Été 67 est sans doute un des groupes les plus intéressants et originaux de
Wallonie mais pour les avoir vu plusieurs fois on a l'impression que la
formation plafonne. Un gros single pourrait éventuellement lui ouvrir toutes
grandes les portes du marché français. Au Quebec par contre, ça risque bien de
demeurer un succès d'estime malgré les critiques positives.

 

Révélations 2001

Au rayon découvertes, la liste est aussi longue. De ceux que nous
avons suivit, quelques-uns ont retenu notre attention dont Cascadeur (en photo tout en haut), ma surprise de ces
18e Francos! Seul sur scène, entouré de ses machines, vêtu d'une salopette blanche,
le musicien de Metz se cache derrière un masque de lutteur mexicain qui donne
un côté décalé à sa musique. Cascadeur démontre une belle aisance avec le
public, de l'humour et une jolie voix. Il chante en anglais des morceaux
planants et mélancoliques proche de Air ou certains trucs de Sebastien Tellier.
Bref, un bel univers, original et bien mis en scène.

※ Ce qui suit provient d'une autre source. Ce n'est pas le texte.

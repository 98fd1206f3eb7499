mod fifo;
mod lru;

use crate::{Algorithm, FrameKey, ReplacementPolicy, Timestamp};

pub use {fifo::FifoReplacer, lru::LruReplacer};

/// Replacement policy selected by [`Algorithm`].
#[derive(Debug, Clone)]
pub enum Replacer {
    /// FIFO replacement.
    Fifo(FifoReplacer),
    /// LRU replacement.
    Lru(LruReplacer),
}

impl Replacer {
    /// Creates an empty replacer for the given algorithm.
    pub fn for_algorithm(algorithm: Algorithm) -> Self {
        match algorithm {
            Algorithm::Fifo => Self::Fifo(FifoReplacer::new()),
            Algorithm::Lru => Self::Lru(LruReplacer::new()),
        }
    }

    /// Algorithm implemented by this replacer.
    pub const fn algorithm(&self) -> Algorithm {
        match self {
            Self::Fifo(_) => Algorithm::Fifo,
            Self::Lru(_) => Algorithm::Lru,
        }
    }

    fn policy(&self) -> &dyn ReplacementPolicy {
        match self {
            Self::Fifo(r) => r,
            Self::Lru(r) => r,
        }
    }

    fn policy_mut(&mut self) -> &mut dyn ReplacementPolicy {
        match self {
            Self::Fifo(r) => r,
            Self::Lru(r) => r,
        }
    }
}

impl ReplacementPolicy for Replacer {
    fn insert(&mut self, key: FrameKey, now: Timestamp) {
        self.policy_mut().insert(key, now);
    }

    fn touch(&mut self, key: FrameKey, now: Timestamp) {
        self.policy_mut().touch(key, now);
    }

    fn remove(&mut self, key: FrameKey) -> bool {
        self.policy_mut().remove(key)
    }

    fn evict(&mut self) -> Option<FrameKey> {
        self.policy_mut().evict()
    }

    fn peek(&self) -> Option<FrameKey> {
        self.policy().peek()
    }

    fn contains(&self, key: FrameKey) -> bool {
        self.policy().contains(key)
    }

    fn eviction_order(&self) -> Vec<FrameKey> {
        self.policy().eviction_order()
    }

    fn len(&self) -> usize {
        self.policy().len()
    }
}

Autre curiosité, les Missils Airlines de France. Malgré son nom à consonnance anglo-saxonne, le groupe,
mené par la dynamique chanteuse Miss Flo, s'exprime en français et donne dans
un style très teinté d'influences rock franco des années 70 et 80, on pense à
Téléphone, Trust, Bijou, Starshooter et autres du même acabit. 

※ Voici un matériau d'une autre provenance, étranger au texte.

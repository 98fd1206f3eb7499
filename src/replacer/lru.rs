use {
    crate::{FrameIndex, FrameKey, OwnerId, ReplacementPolicy, Timestamp},
    priority_queue::PriorityQueue,
    std::cmp::Reverse,
};

/// Least Recently Used (LRU) frame replacer.
///
/// This implementation uses a priority queue to manage the frames, ordered by
/// the logical time of the last access. Frames sharing the oldest timestamp
/// are evicted lowest frame index first (then lowest owner id), so the
/// eviction order never depends on hashing.
#[derive(Debug, Default, Clone)]
pub struct LruReplacer {
    frames: PriorityQueue<FrameKey, Reverse<(Timestamp, FrameIndex, OwnerId)>>,
}

impl LruReplacer {
    /// Creates a new LRU replacer.
    pub fn new() -> Self {
        Self::default()
    }

    /// Last access time recorded for the key.
    pub fn last_access(&self, key: FrameKey) -> Option<Timestamp> {
        self.frames.get_priority(&key).map(|Reverse((ts, ..))| *ts)
    }

    const fn priority(key: FrameKey, now: Timestamp) -> Reverse<(Timestamp, FrameIndex, OwnerId)> {
        Reverse((now, key.frame, key.owner))
    }
}

impl ReplacementPolicy for LruReplacer {
    fn insert(&mut self, key: FrameKey, now: Timestamp) {
        // If the frame is already within the queue, update its priority.
        // Otherwise, insert it. Both cases are handled by the `push` method.
        let _ = self.frames.push(key, Self::priority(key, now));
    }

    fn touch(&mut self, key: FrameKey, now: Timestamp) {
        let _ = self.frames.push(key, Self::priority(key, now));
    }

    fn remove(&mut self, key: FrameKey) -> bool {
        self.frames.remove(&key).is_some()
    }

    fn evict(&mut self) -> Option<FrameKey> {
        self.frames.pop().map(|(key, _)| key)
    }

    fn peek(&self) -> Option<FrameKey> {
        self.frames.peek().map(|(key, _)| *key)
    }

    fn contains(&self, key: FrameKey) -> bool {
        self.frames.get(&key).is_some()
    }

    fn eviction_order(&self) -> Vec<FrameKey> {
        self.frames
            .clone()
            .into_sorted_iter()
            .map(|(key, _)| key)
            .collect()
    }

    fn len(&self) -> usize {
        self.frames.len()
    }
}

Daan est l'ancien leader de la formation flammande Dead Man
Ray. Grand gaillard en complet, au look vaguement proche de Brian Ferry, il
revisite ses chansons en formule semi-acoustique. Accompagné d'un
violoncelliste et d'une
percussionniste-batteuse-choriste-xylophoniste-trompettiste-etc., il propose un
univers intimiste, un peu lounge cabaret, un peu a la Rodolphe Burger, Yann
Tiersen, Johnny Cash et autres du même style. Le hic c'est qu'il chante en
anglais avec un accent terrible de sorte qu'on ne comprend rien de ce qu'il
raconte.

Bertrand Belin en est un autre qui possède un bel univers, un autre
qui lui aussi peut rappeler Rodolphe Burger et même Bashung. Complètement à
part des autres qu'on range dans le tiroir "nouvelle chanson française".

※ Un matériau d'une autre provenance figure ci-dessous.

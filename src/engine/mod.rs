//! Memory simulation engine.
//!
//! The engine owns the frame array, the page table mapping owners to their
//! frames, the replacement policy, and the counters derived analytics are
//! computed from. Every operation is a synchronous in-memory mutation; one
//! engine instance serves exactly one simulation.

mod frame;
mod operation;
mod snapshot;

use {
    crate::{
        FrameIndex,
        FrameKey,
        OwnerId,
        OwnerIdSequence,
        ReplacementPolicy,
        Replacer,
        SimConfig,
        SimError,
        SimResult,
    },
    std::collections::BTreeMap,
    tracing::{debug, error, info, warn},
};

pub use {
    frame::{Frame, FrameStatus},
    operation::{AccessResult, Operation, OperationKind, OperationRecord},
    snapshot::{ResultsSnapshot, StateSnapshot},
};

/// Number of log entries exposed by [`MemoryEngine::current_state`].
pub const SNAPSHOT_OPERATIONS: usize = 10;

/// Memory simulation engine.
#[derive(Debug)]
pub struct MemoryEngine {
    config: SimConfig,

    /// Frame array, indexed by frame number.
    frames: Vec<Frame>,

    /// Frames held by each owner, in allocation order.
    page_table: BTreeMap<OwnerId, Vec<FrameIndex>>,

    /// Replacement metadata of every allocated frame.
    replacer: Replacer,

    page_faults: u64,
    memory_accesses: u64,
    page_hits: u64,

    /// Append-only operation log.
    operations: Vec<OperationRecord>,

    ids: OwnerIdSequence,
}

impl MemoryEngine {
    /// Creates a new engine with every frame free.
    pub fn new(config: SimConfig) -> SimResult<Self> {
        config.validate()?;
        let total_frames = config.total_frames();
        info!(
            technique = %config.technique,
            memory_size = config.memory_size,
            page_size = config.page_size,
            algorithm = %config.algorithm,
            total_frames,
            "memory engine initialized"
        );

        Ok(Self {
            config,
            frames: vec![Frame::Free; total_frames],
            page_table: BTreeMap::new(),
            replacer: Replacer::for_algorithm(config.algorithm),
            page_faults: 0,
            memory_accesses: 0,
            page_hits: 0,
            operations: Vec::new(),
            ids: OwnerIdSequence::new(),
        })
    }

    /// Configuration the engine was built with.
    pub const fn config(&self) -> &SimConfig {
        &self.config
    }

    /// Number of frames.
    pub fn total_frames(&self) -> usize {
        self.frames.len()
    }

    /// Frame array, indexed by frame number.
    pub fn frames(&self) -> &[Frame] {
        &self.frames
    }

    /// Frames held by each owner.
    pub const fn page_table(&self) -> &BTreeMap<OwnerId, Vec<FrameIndex>> {
        &self.page_table
    }

    /// Allocated frames in the order the replacement policy would evict them.
    pub fn eviction_order(&self) -> Vec<FrameKey> {
        self.replacer.eviction_order()
    }

    /// Full operation log, oldest first.
    pub fn operations(&self) -> &[OperationRecord] {
        &self.operations
    }

    /// Base address of the lowest allocated frame.
    pub fn first_allocated_address(&self) -> Option<usize> {
        self.first_allocated()
            .map(|(frame, _)| frame * self.config.page_size)
    }

    /// Allocates `size` bytes and returns the base address of the first
    /// (lowest) frame handed out.
    ///
    /// Frames are placed lowest address first. When there are not enough free
    /// frames, exactly the shortfall is evicted using the configured
    /// replacement algorithm. A request that cannot fit even into empty memory
    /// is rejected without touching any state.
    pub fn allocate(&mut self, size: usize) -> SimResult<usize> {
        if size == 0 {
            return Err(SimError::InvalidSize);
        }

        let page_size = self.config.page_size;
        let pages_needed = size.div_ceil(page_size);
        if pages_needed > self.frames.len() {
            return Err(SimError::Capacity {
                size,
                memory_size: self.config.memory_size,
            });
        }

        let mut free = self.free_frames();
        if free.len() < pages_needed {
            let shortfall = pages_needed - free.len();
            let evicted = self.replace_frames(shortfall);
            if evicted < shortfall {
                warn!(shortfall, evicted, "replacement freed fewer frames than needed");
            }
            free = self.free_frames();
        }
        if free.is_empty() {
            return Err(SimError::Capacity {
                size,
                memory_size: self.config.memory_size,
            });
        }

        let owner = self.ids.next().ok_or(SimError::OwnerIdsExhausted)?;
        free.truncate(pages_needed);
        let now = self.memory_accesses;
        for &frame in &free {
            self.frames[frame] = Frame::Allocated { owner_id: owner };
            self.replacer.insert(FrameKey::new(owner, frame), now);
        }
        let _ = self.page_table.insert(owner, free.clone());

        let address = free[0] * page_size;
        debug!(
            size,
            pages = pages_needed,
            owner,
            frames = ?free,
            "allocated memory"
        );
        self.record(Operation::Allocate {
            owner_id: owner,
            size,
            frames: free,
        });

        Ok(address)
    }

    /// Releases the whole allocation holding the frame at `address`.
    ///
    /// If that frame is free, the lowest allocated frame is released instead.
    pub fn deallocate(&mut self, address: usize) -> SimResult<()> {
        let frame = address / self.config.page_size;
        if frame >= self.frames.len() {
            return Err(SimError::InvalidAddress { address, frame });
        }

        let (resolved, owner) = match self.frames[frame] {
            Frame::Allocated { owner_id } => (frame, owner_id),
            Frame::Free => {
                let (fallback, owner) = self.first_allocated().ok_or(SimError::NothingAllocated)?;
                warn!(
                    address,
                    frame = fallback,
                    "no allocated memory at address, using first allocated frame instead"
                );
                (fallback, owner)
            }
        };

        let released = match self.page_table.remove(&owner) {
            Some(frames) if !frames.is_empty() => frames,
            _ => {
                warn!(
                    owner,
                    frame = resolved,
                    "owner missing from page table, freeing the addressed frame only"
                );
                vec![resolved]
            }
        };

        for &frame in &released {
            if let Some(slot) = self.frames.get_mut(frame) {
                *slot = Frame::Free;
            }
            let _ = self.replacer.remove(FrameKey::new(owner, frame));
        }

        debug!(owner, frames = ?released, "deallocated memory");
        self.record(Operation::Deallocate {
            owner_id: owner,
            address: resolved * self.config.page_size,
            frames: released,
        });

        Ok(())
    }

    /// Simulates an access to `address`, returning `true` on a page hit.
    ///
    /// Addresses beyond the end of memory are clamped to the last frame. An
    /// access to a free frame counts as a page fault and pages the frame in
    /// under a new owner. Never fails.
    pub fn access(&mut self, address: usize) -> bool {
        let last = self.frames.len() - 1;
        let mut frame = address / self.config.page_size;
        if frame > last {
            warn!(address, frame = last, "address out of bounds, clamping to last frame");
            frame = last;
        }

        self.memory_accesses += 1;
        let now = self.memory_accesses;

        match self.frames[frame] {
            Frame::Allocated { owner_id } => {
                self.page_hits += 1;
                self.replacer.touch(FrameKey::new(owner_id, frame), now);
                debug!(address, frame, owner = owner_id, "page hit");
                self.record(Operation::Access {
                    address,
                    result: AccessResult::Hit,
                });
                true
            }
            Frame::Free => {
                self.page_faults += 1;
                if let Err(err) = self.handle_page_fault(frame) {
                    error!(address, frame, %err, "error handling page fault");
                }
                debug!(address, frame, "page fault");
                self.record(Operation::Access {
                    address,
                    result: AccessResult::Fault,
                });
                false
            }
        }
    }

    /// Point-in-time view of the engine. Pure read.
    pub fn current_state(&self) -> StateSnapshot {
        let skip = self.operations.len().saturating_sub(SNAPSHOT_OPERATIONS);
        StateSnapshot {
            technique: self.config.technique,
            memory_size: self.config.memory_size,
            page_size: self.config.page_size,
            algorithm: self.config.algorithm,
            total_frames: self.frames.len(),
            frames: self.frames.clone(),
            page_table: self.page_table.clone(),
            eviction_order: self.replacer.eviction_order(),
            page_faults: self.page_faults,
            memory_accesses: self.memory_accesses,
            page_hits: self.page_hits,
            last_operations: self.operations[skip..].to_vec(),
        }
    }

    /// Simulation analytics. Pure read.
    pub fn results(&self) -> ResultsSnapshot {
        let ratio = |count: u64| {
            if self.memory_accesses == 0 {
                0.0
            } else {
                count as f64 / self.memory_accesses as f64
            }
        };
        let allocated = self.frames.iter().filter(|f| f.is_allocated()).count();
        let total = self.frames.len();

        ResultsSnapshot {
            page_faults: self.page_faults,
            memory_accesses: self.memory_accesses,
            page_hits: self.page_hits,
            hit_ratio: ratio(self.page_hits),
            miss_ratio: ratio(self.page_faults),
            memory_utilization: if total == 0 {
                0.0
            } else {
                allocated as f64 / total as f64
            },
            allocated_frame_count: allocated,
            total_frames: total,
        }
    }

    fn record(&mut self, operation: Operation) {
        self.operations.push(OperationRecord::now(operation));
    }

    fn free_frames(&self) -> Vec<FrameIndex> {
        self.frames
            .iter()
            .enumerate()
            .filter(|(_, f)| !f.is_allocated())
            .map(|(i, _)| i)
            .collect()
    }

    fn first_allocated(&self) -> Option<(FrameIndex, OwnerId)> {
        self.frames
            .iter()
            .enumerate()
            .find_map(|(i, f)| f.owner_id().map(|owner| (i, owner)))
    }

    /// Evicts up to `count` frames, returning how many were actually freed.
    ///
    /// Victims come from the replacement policy. Should the policy run dry
    /// while frames are still allocated, the lowest allocated frame is
    /// evicted instead. Stops early once nothing is allocated.
    fn replace_frames(&mut self, count: usize) -> usize {
        let algorithm = self.replacer.algorithm();
        let mut evicted = 0;

        while evicted < count {
            let victim = match self.replacer.evict() {
                Some(key) => key,
                None => {
                    let Some((frame, owner)) = self.first_allocated() else {
                        warn!(%algorithm, "no allocated frames to replace");
                        break;
                    };
                    warn!(
                        %algorithm,
                        frame,
                        "replacement metadata empty, using first allocated frame"
                    );
                    FrameKey::new(owner, frame)
                }
            };

            if self.frames.get(victim.frame).and_then(Frame::owner_id) != Some(victim.owner) {
                error!(%victim, "stale replacement entry, skipping");
                continue;
            }

            self.frames[victim.frame] = Frame::Free;
            if let Some(frames) = self.page_table.get_mut(&victim.owner) {
                frames.retain(|&f| f != victim.frame);
                if frames.is_empty() {
                    let _ = self.page_table.remove(&victim.owner);
                }
            }
            self.page_faults += 1;
            evicted += 1;

            debug!(
                frame = victim.frame,
                owner = victim.owner,
                %algorithm,
                "replaced page"
            );
        }

        evicted
    }

    /// Pages a free frame in under a brand-new owner.
    fn handle_page_fault(&mut self, frame: FrameIndex) -> SimResult<()> {
        if self.frames[frame].is_allocated() {
            return Ok(());
        }

        let owner = self.ids.next().ok_or(SimError::OwnerIdsExhausted)?;
        self.frames[frame] = Frame::Allocated { owner_id: owner };
        self.page_table.entry(owner).or_default().push(frame);
        self.replacer
            .insert(FrameKey::new(owner, frame), self.memory_accesses);

        debug!(frame, owner, "handled page fault");
        Ok(())
    }
}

Mentionnons aussi le vétéran Jacques Duvall, tête pensante du
projet Miam Monster Miam (aussi de la programmation) et auteur entre autres du
hit Banana Split de Lio et de plusieurs chansons pour Jane Birkin, Alain
Chamfort, Marc Lavoine…; Absynthe Minded, groupe flammand qui propose un
univers aux couleurs jazz, folk, indie-rock et swing manouche; le français Arnaud
Fleurant-Didier
qui a séduit pas mal tout le monde avec ses chansons émouvantes et
pleines de poésie; le décalé DJ Didjé; le duo électro PlayBoy's
Bend

et Sinus George qui a gagné le prix Francouvertes dans la cadre des
Franc'Off et qu'on retrouvera donc à Montréal bientôt au Coup de coeur
francophone. Tiens, parlant du concours Franc'Off, c'est la petite
liégeoise Labiur (en photo) qui a remporté les grands honneurs avec son électro
fluo à la TTC-Yelle-MC La Sauce et cie qui a rafflé la première place. On
devrait la voir elle aussi sous peu à Montréal, sans doute aux Francos, ainsi
qu'à Spa l'année prochaine. 

 

Donc, malgré l'automne précoce en Belgique, le temps maussade et
frisquet n'a pas refroidi les festivaliers ni les artistes. La musique et la
fête avant tout chose… et un peu (pas mal) de Maitrank ou de bières pour
réchauffer tout le monde! On espère tout de même queleques degrés de plus et du
soleil l'année prochaine!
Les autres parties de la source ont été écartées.